The draft resolution was enough to convince others in his party to vote for further debate.
His effort received support from eight more lawmakers than a similar proposal he advanced last month.
As CNN reported, the December resolution was tabled by a vote of 364 to 58.
Following that effort, White House spokesperson Raj Shah released a statement calling Green and his supporters “extremists in Congress” who “still refuse to accept the President’s decisive victory in last year’s election.”
Shah called it “disappointing” that legislators would waste their time on pursuing impeachment against Trump instead of doing the work of the people.
“Their time would be better spent focusing on tax relief for American families and businesses, and working to fund our troops and veterans through the holiday season rather than threaten a government shutdown,” he wrote at the time.
The shutdown was a far more immediate threat when Green’s latest resolution met a House vote that showed modestly increased support among House Democrats.
The congressman said he will continue to introduce similar articles for as long as he deems necessary.
“As I have previously stated, this is not about Democrats, it is about democracy,” he said following Friday’s vote. “It is not about Republicans, it is about the Republic. As Dr. Martin Luther King, Jr. reminded us, ‘The time is always right to do right.'”

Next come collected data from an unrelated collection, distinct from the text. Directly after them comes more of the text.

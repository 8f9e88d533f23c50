use std::collections::{BTreeMap, HashMap, HashSet};
use std::sync::Arc;

use tracing::{Level, debug, info};

use crate::engine::core::column::stream_path::column_stream_stems;
use crate::engine::core::column::{Block, Column};
use crate::engine::core::io::{ReadInstrumentation, SeekStats};
use crate::engine::core::mark::MarkRange;
use crate::engine::core::part::{DataPart, NameAndType, StorageContext};
use crate::engine::core::read::cache::{
    LruMarkCache, LruUncompressedCache, MarkCache, UncompressedCache,
};
use crate::engine::core::read::missing_columns::fill_missing_columns;
use crate::engine::core::read::settings::ReaderSettings;
use crate::engine::core::read::stream::{DATA_FILE_EXTENSION, Stream, StreamOptions};
use crate::engine::core::read::stream_registry::{RangeRead, StreamRegistry};
use crate::engine::errors::{ConfigError, LogicError, PartReadError};
use crate::shared::config::CacheConfig;

/// Caches a reader may use; either can be absent.
#[derive(Debug, Clone, Default)]
pub struct ReaderCaches {
    pub mark_cache: Option<Arc<dyn MarkCache>>,
    pub uncompressed_cache: Option<Arc<dyn UncompressedCache>>,
}

impl ReaderCaches {
    pub fn none() -> Self {
        Self::default()
    }

    /// LRU caches sized from configuration; a zero uncompressed size
    /// disables that cache.
    pub fn from_config(config: &CacheConfig) -> Self {
        let uncompressed_cache: Option<Arc<dyn UncompressedCache>> =
            if config.uncompressed_cache_max_bytes > 0 {
                Some(Arc::new(LruUncompressedCache::new(
                    config.uncompressed_cache_max_bytes,
                )))
            } else {
                None
            };
        Self {
            mark_cache: Some(Arc::new(LruMarkCache::new(config.mark_cache_max_entries))),
            uncompressed_cache,
        }
    }
}

/// Reads mark ranges of one data part into blocks.
///
/// Streams are opened once at construction for every physical file the
/// requested columns need, each positioned at the first mark any of
/// `all_mark_ranges` starts at. Reading ranges in increasing order lets every
/// stream continue where the previous range ended without seeking.
#[derive(Debug)]
pub struct PartReader {
    data_part: Arc<DataPart>,
    storage: Arc<StorageContext>,
    columns: Vec<NameAndType>,
    /// Per column: every stream it needs exists in the part.
    readable: Vec<bool>,
    registry: StreamRegistry,
}

impl PartReader {
    pub fn new(
        data_part: Arc<DataPart>,
        columns: Vec<NameAndType>,
        caches: ReaderCaches,
        storage: Arc<StorageContext>,
        all_mark_ranges: &[MarkRange],
        settings: &ReaderSettings,
        instrumentation: ReadInstrumentation,
    ) -> Result<Self, PartReadError> {
        if !data_part.path.is_dir() {
            return Err(ConfigError::PartPathMissing(data_part.path.clone()).into());
        }
        let mut seen = HashSet::new();
        if let Some(dup) = columns.iter().find(|c| !seen.insert(c.name.as_str())) {
            return Err(ConfigError::DuplicateColumn(dup.name.clone()).into());
        }
        let marks_count = data_part.marks_count;
        for range in all_mark_ranges {
            check_range(range.begin, range.end, marks_count)?;
        }

        let mut registry = StreamRegistry::new();
        let mut readable = Vec::with_capacity(columns.len());
        for column in &columns {
            let stems = column_stream_stems(&column.name, &column.data_type);
            for stem in &stems {
                if registry.contains(stem) {
                    continue;
                }
                let stream = Stream::open(
                    stem,
                    StreamOptions {
                        part_path: &data_part.path,
                        marks_count,
                        all_mark_ranges,
                        mark_cache: caches.mark_cache.clone(),
                        uncompressed_cache: caches.uncompressed_cache.clone(),
                        settings,
                        instrumentation: &instrumentation,
                        file_size: data_part.file_size(&format!("{stem}{DATA_FILE_EXTENSION}")),
                    },
                )
                .map_err(|e| e.in_column(&column.name))?;
                registry.insert(stream);
            }
            readable.push(
                stems
                    .iter()
                    .all(|stem| registry.get(stem).is_some_and(|s| !s.is_empty())),
            );
        }

        info!(
            target: "part_reader::reader",
            part = %data_part.name,
            columns = columns.len(),
            streams = registry.len(),
            ranges = all_mark_ranges.len(),
            "Created part reader"
        );

        Ok(Self {
            data_part,
            storage,
            columns,
            readable,
            registry,
        })
    }

    /// Starts with the value size hints gathered by an earlier reader.
    pub fn with_value_size_hints(mut self, hints: BTreeMap<String, f64>) -> Self {
        self.registry.seed_value_size_hints(hints);
        self
    }

    pub fn avg_value_size_hints(&self) -> &BTreeMap<String, f64> {
        self.registry.avg_value_size_hints()
    }

    pub fn columns(&self) -> &[NameAndType] {
        &self.columns
    }

    pub fn data_part(&self) -> &DataPart {
        &self.data_part
    }

    pub fn stream(&self, stem: &str) -> Option<&Stream> {
        self.registry.get(stem)
    }

    pub fn seek_stats(&self, stem: &str) -> Option<SeekStats> {
        self.registry.get(stem).map(Stream::seek_stats)
    }

    /// Appends the rows of marks `[from_mark, to_mark)` to `block` and
    /// returns how many rows were read. Columns without files in this part
    /// are skipped. On error `block` is left as it was.
    pub fn read_range(
        &mut self,
        from_mark: usize,
        to_mark: usize,
        block: &mut Block,
    ) -> Result<usize, PartReadError> {
        self.read_range_impl(from_mark, to_mark, block)
            .map_err(|e| {
                if !e.is_logic_error() {
                    self.storage.report_broken_part(&self.data_part.name);
                }
                PartReadError::Range {
                    part: self.data_part.path.clone(),
                    from_mark,
                    to_mark,
                    source: Box::new(e),
                }
            })
    }

    fn read_range_impl(
        &mut self,
        from_mark: usize,
        to_mark: usize,
        block: &mut Block,
    ) -> Result<usize, PartReadError> {
        check_range(from_mark, to_mark, self.data_part.marks_count)?;
        let rows = (to_mark - from_mark) * self.storage.index_granularity;

        let mut shared_sizes = HashMap::new();
        let mut range = RangeRead {
            from_mark,
            to_mark,
            shared_sizes: &mut shared_sizes,
        };
        let mut decoded = Vec::with_capacity(self.columns.len());
        for (column, readable) in self.columns.iter().zip(&self.readable) {
            if !readable {
                continue;
            }
            if let Some(present) = block.get(&column.name) {
                if present.data_type != column.data_type {
                    return Err(LogicError::TypeMismatch {
                        column: column.name.clone(),
                        expected: present.data_type.to_string(),
                        actual: column.data_type.to_string(),
                    }
                    .into());
                }
            }
            let mut data = Column::empty(&column.data_type);
            self.registry
                .read_column(&column.name, &column.data_type, &mut data, rows, &mut range)
                .map_err(|e| e.in_column(&column.name))?;
            decoded.push((column, data));
        }

        let mut read_rows = 0;
        for (column, data) in decoded {
            read_rows = read_rows.max(data.len());
            match block.get_mut(&column.name) {
                Some(present) => present.column.append(&column.name, data)?,
                None => block.insert(column.name.clone(), column.data_type.clone(), data),
            }
        }

        if tracing::enabled!(Level::DEBUG) {
            debug!(
                target: "part_reader::read_range",
                part = %self.data_part.name,
                from_mark,
                to_mark,
                rows = read_rows,
                "Read range"
            );
        }
        Ok(read_rows)
    }

    /// Default-fills columns of `ordered_names` missing from `block`; see
    /// [`fill_missing_columns`].
    pub fn fill_missing_columns<S: AsRef<str>>(
        &self,
        block: &mut Block,
        ordered_names: &[S],
        always_reorder: bool,
    ) -> Result<(), PartReadError> {
        fill_missing_columns(block, &self.columns, ordered_names, always_reorder)
    }

    pub fn fill_missing_columns_and_reorder<S: AsRef<str>>(
        &self,
        block: &mut Block,
        ordered_names: &[S],
    ) -> Result<(), PartReadError> {
        self.fill_missing_columns(block, ordered_names, true)
    }
}

fn check_range(from_mark: usize, to_mark: usize, marks_count: usize) -> Result<(), LogicError> {
    if from_mark >= to_mark || to_mark > marks_count {
        return Err(LogicError::InvalidMarkRange {
            from_mark,
            to_mark,
            marks_count,
        });
    }
    Ok(())
}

The Democratic legislators who voted against tabling Green’s latest resolution are, in alphabetical order:
- Reps. Adams of North Carolina, Barragan of California, Bass of California, Beatty of Ohio, Brady of Pennsylvania, Butterfield of North Carolina, Capuano of Massachusetts, Carson of Indiana, Clark of Massachusetts, Clarke of New York, Clay of Missouri, Cohen of Tennessee, Watson-Coleman of New Jersey, DeSaulnier of California, Doggett of Texas, Ellison of Minnesota, Engel of New York, Espaillat of New York, Evans of Pennsylvania, Frankel of Florida, Garamendi of California, Gomez of California, Green of Texas, Grijalva of Arizona, Gutierrez of Illinois, Hastings of Florida, Higgins of New York, Huffman of California, Jackson Lee of Texas, Jayapal of Washington, Jeffries of New York, Johnson of Texas, Kelly of Illinois, Lawrence of Michigan, Lee of California, Lewis of Georgia, Lieu of California, Lowenthal of California, McCollum of Minnesota, McGovern of Massachusetts, McNerney of California, Moore of Wisconsin, Moulton of Massachusetts, Napolitano of California, Norcross of New Jersey, Pallone of New Jersey, Pascrell of New Jersey, Payne of New Jersey, Pingree of Maine, Pocan of Wisconsin, Polis of Colorado, Raskin of Maryland, Richmond of Louisiana, Rush of Illinois, Schakowsky of Illinois, Scott of Georgia, Serrano of New York, Sherman of California, Thompson of Mississippi, Titus of Nevada, Vargas of California, Vela of Texas, Veazquez of New York, Walz of Minnesota, Waters of California, and Wilson of Florida.